Obama and Castro agree to work together to end trade embargo

Obama and Castro agree to work together to end trade embargo

- US President Barack Obama has promised to work together with the Cuban President to life the trade embargo on Cuba.

- Mr. Obama made this known at a historic press conference for the two presidents in Cuba.

Obama and Castro agree to work together to end trade embargo

Mr Castro and Mr Obama were congenial but had some disagreements about human rights

US President Barack Obama has made a decision with Cuban President, Raul Castro to work assiduously to lift the embargo on US trade restrictions in Cuba.

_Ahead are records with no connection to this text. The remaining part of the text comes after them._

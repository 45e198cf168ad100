//! Emergency detection and the escalation path.
//!
//! Fires on the user's MESSAGE, never on classifier output — the
//! classifier is not trusted for emergency triage. A positive detection
//! short-circuits the interview: no follow-up questions, external level
//! pinned to `emergency`, and every later assistant turn in the episode
//! only reinforces the call-to-action.
//!
//! Rules are checked in registry order; first match wins. Message tone
//! is fixed: calm and de-escalating, with a direct emergency-services
//! contact step.

use serde::Serialize;

use super::keywords::*;
use crate::config;
use crate::models::SubjectContext;

/// Result of a positive emergency detection.
#[derive(Debug, Clone, PartialEq, Eq, Serialize)]
pub struct EmergencyAlert {
    /// Which rule fired, for the audit trail.
    pub rule_id: &'static str,
    /// Calm, fixed-tone explanation shown to the user.
    pub message: String,
    /// Direct emergency-services contact step.
    pub call_to_action: String,
}

impl EmergencyAlert {
    /// Reinforcement turn for an episode already in the escalated
    /// state: repeats the call-to-action without restarting the
    /// interview.
    pub fn reinforcement() -> Self {
        Self {
            rule_id: "RED-REPEAT",
            message: "I hear you. The most important thing right now is still to get \
                      emergency help — everything else can wait."
                .into(),
            call_to_action: config::EMERGENCY_CALL_TO_ACTION.into(),
        }
    }

    /// Full escalation text as one assistant message.
    pub fn full_text(&self) -> String {
        format!("{} {}", self.message, self.call_to_action)
    }
}

/// Condition under which a red-flag rule fires.
enum RedFlagCondition {
    /// Message contains any keyword.
    AnyKeyword { keywords: &'static [&'static str] },
    /// Message contains a keyword from BOTH sets.
    PairedKeywords {
        first: &'static [&'static str],
        second: &'static [&'static str],
    },
    /// Subject at or below the age threshold AND any keyword.
    AgeAtMostWithKeyword {
        max_age_years: u32,
        keywords: &'static [&'static str],
    },
}

struct RedFlagRule {
    /// Unique identifier for the audit trail.
    id: &'static str,
    condition: RedFlagCondition,
    /// Fixed user-facing message.
    message: &'static str,
}

/// Registry, most specific first. Every rule is emergency severity by
/// definition; anything softer belongs to the classifier, not here.
fn rules() -> Vec<RedFlagRule> {
    vec![
        RedFlagRule {
            id: "RED-001",
            condition: RedFlagCondition::PairedKeywords {
                first: CHEST_PAIN_KEYWORDS,
                second: BREATHING_KEYWORDS,
            },
            message: "Chest pain together with trouble breathing needs to be checked \
                      by emergency services straight away. Please stop here and get \
                      help now.",
        },
        RedFlagRule {
            id: "RED-002",
            condition: RedFlagCondition::AnyKeyword {
                keywords: BREATHING_DISTRESS_KEYWORDS,
            },
            message: "Serious trouble breathing needs immediate medical help.",
        },
        RedFlagRule {
            id: "RED-003",
            condition: RedFlagCondition::AnyKeyword {
                keywords: STROKE_KEYWORDS,
            },
            message: "Sudden weakness, face drooping, or slurred speech can be signs \
                      of a stroke, where every minute counts.",
        },
        RedFlagRule {
            id: "RED-004",
            condition: RedFlagCondition::AnyKeyword {
                keywords: ANAPHYLAXIS_KEYWORDS,
            },
            message: "Swelling of the throat or tongue can be a severe allergic \
                      reaction that needs treatment right away.",
        },
        RedFlagRule {
            id: "RED-005",
            condition: RedFlagCondition::AnyKeyword {
                keywords: UNRESPONSIVE_KEYWORDS,
            },
            message: "Someone who is unresponsive or can't be woken needs emergency \
                      help immediately.",
        },
        RedFlagRule {
            id: "RED-006",
            condition: RedFlagCondition::AnyKeyword {
                keywords: SEIZURE_KEYWORDS,
            },
            message: "A seizure needs immediate medical attention. Keep the person on \
                      their side and don't put anything in their mouth.",
        },
        RedFlagRule {
            id: "RED-007",
            condition: RedFlagCondition::AnyKeyword {
                keywords: BLEEDING_KEYWORDS,
            },
            message: "Bleeding that won't stop needs emergency care. Keep firm \
                      pressure on the wound while you get help.",
        },
        RedFlagRule {
            id: "RED-008",
            condition: RedFlagCondition::AnyKeyword {
                keywords: SELF_HARM_KEYWORDS,
            },
            message: "I'm really glad you told me. You deserve support right now, and \
                      there are people ready to help immediately.",
        },
        RedFlagRule {
            id: "RED-009",
            condition: RedFlagCondition::AgeAtMostWithKeyword {
                max_age_years: 0,
                keywords: FEVER_KEYWORDS,
            },
            message: "In a baby under one year, any fever should be treated as an \
                      emergency until a clinician says otherwise.",
        },
    ]
}

/// Screen a user message for emergency signal. First matching rule
/// wins; `None` means the normal interview flow continues.
pub fn check_emergency(text: &str, ctx: &SubjectContext) -> Option<EmergencyAlert> {
    let lower = text.to_lowercase();

    for rule in &rules() {
        if rule.condition.matches(&lower, ctx) {
            tracing::warn!(rule_id = rule.id, "Emergency rule fired");
            return Some(EmergencyAlert {
                rule_id: rule.id,
                message: rule.message.into(),
                call_to_action: config::EMERGENCY_CALL_TO_ACTION.into(),
            });
        }
    }

    None
}

impl RedFlagCondition {
    fn matches(&self, lower: &str, ctx: &SubjectContext) -> bool {
        match self {
            Self::AnyKeyword { keywords } => contains_any(lower, keywords),
            Self::PairedKeywords { first, second } => {
                contains_any(lower, first) && contains_any(lower, second)
            }
            Self::AgeAtMostWithKeyword { max_age_years, keywords } => {
                let Some(age) = ctx.age else { return false };
                age <= *max_age_years && contains_any(lower, keywords)
            }
        }
    }
}

fn contains_any(text: &str, keywords: &[&str]) -> bool {
    keywords.iter().any(|kw| text.contains(kw))
}
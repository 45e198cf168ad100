pub mod repository;
pub mod sqlite;

pub use repository::*;
pub use sqlite::*;

use thiserror::Error;

#[derive(Error, Debug)]
pub enum DatabaseError {
    #[error("SQLite error: {0}")]
    Sqlite(#[from] rusqlite::Error),

    #[error("Entity not found: {entity_type} with id {id}")]
    NotFound { entity_type: String, id: String },

    #[error("Invalid enum value for {field}: {value}")]
    InvalidEnum { field: String, value: String },

    #[error("Migration failed at version {version}: {reason}")]
    MigrationFailed { version: i64, reason: String },
}

impl DatabaseError {
    pub fn not_found(entity_type: &str, id: impl std::fmt::Display) -> Self {
        Self::NotFound {
            entity_type: entity_type.into(),
            id: id.to_string(),
        }
    }
}
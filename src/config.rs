/// Crate-level constants
pub const ENGINE_NAME: &str = "CareBuddy";
pub const ENGINE_VERSION: &str = env!("CARGO_PKG_VERSION");

/// Maximum length (in chars) of a derived episode title.
pub const TITLE_MAX_LEN: usize = 60;

/// Maximum length (in chars) of stored message snippets, both the
/// episode's last-message snippet and feedback snippets.
pub const SNIPPET_MAX_LEN: usize = 120;

/// Default number of entries returned in a feedback summary's
/// recent-feedback list.
pub const RECENT_FEEDBACK_LIMIT: usize = 10;

/// Timestamp storage format for SQLite text columns.
pub const TIMESTAMP_FORMAT: &str = "%Y-%m-%d %H:%M:%S";

/// Fixed call-to-action appended to every emergency escalation message.
pub const EMERGENCY_CALL_TO_ACTION: &str = "If this is happening right now, \
please call your local emergency number (such as 911), or ask someone \
nearby to call for you. You don't need to figure this out alone.";

/// Default tracing filter when RUST_LOG is unset.
pub fn default_log_filter() -> String {
    "carebuddy=info".to_string()
}

/// Char-boundary-safe truncation with a trailing ellipsis.
/// Returns the input unchanged when it fits.
pub fn truncate_chars(text: &str, max_chars: usize) -> String {
    if text.chars().count() <= max_chars {
        return text.to_string();
    }
    let cut: String = text.chars().take(max_chars.saturating_sub(1)).collect();
    format!("{}\u{2026}", cut.trim_end())
}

This decision was arrived at after, Mr. Obama and the Cuban president Raul Castro held a historic joint conference, to take questions  from the media.

The two leaders, despite having challenges  over human rights related issues, agreed to work hand –in-hand  to lift the embargo on trade with Cuba and that the Guantanamo Bay detention camp must close.

Mr Obama, the first sitting president to visit Cuba since 1959, said the trade embargo would be fully lifted. He added that Cuba's destiny will not be decided by the United States or any other nation but that the future of Cuba will be decided by Cubans not by anybody else.

Mr Obama could not say exactly when the trade embargo would be lifted, but recognised it was necessary. He added that the reason is what we did for 50 years did not serve our interests or the interests of the Cuban people.His administration has done what it can on lifting trade restrictions, he said, but further action will require Congress which is "not as productive in an election year".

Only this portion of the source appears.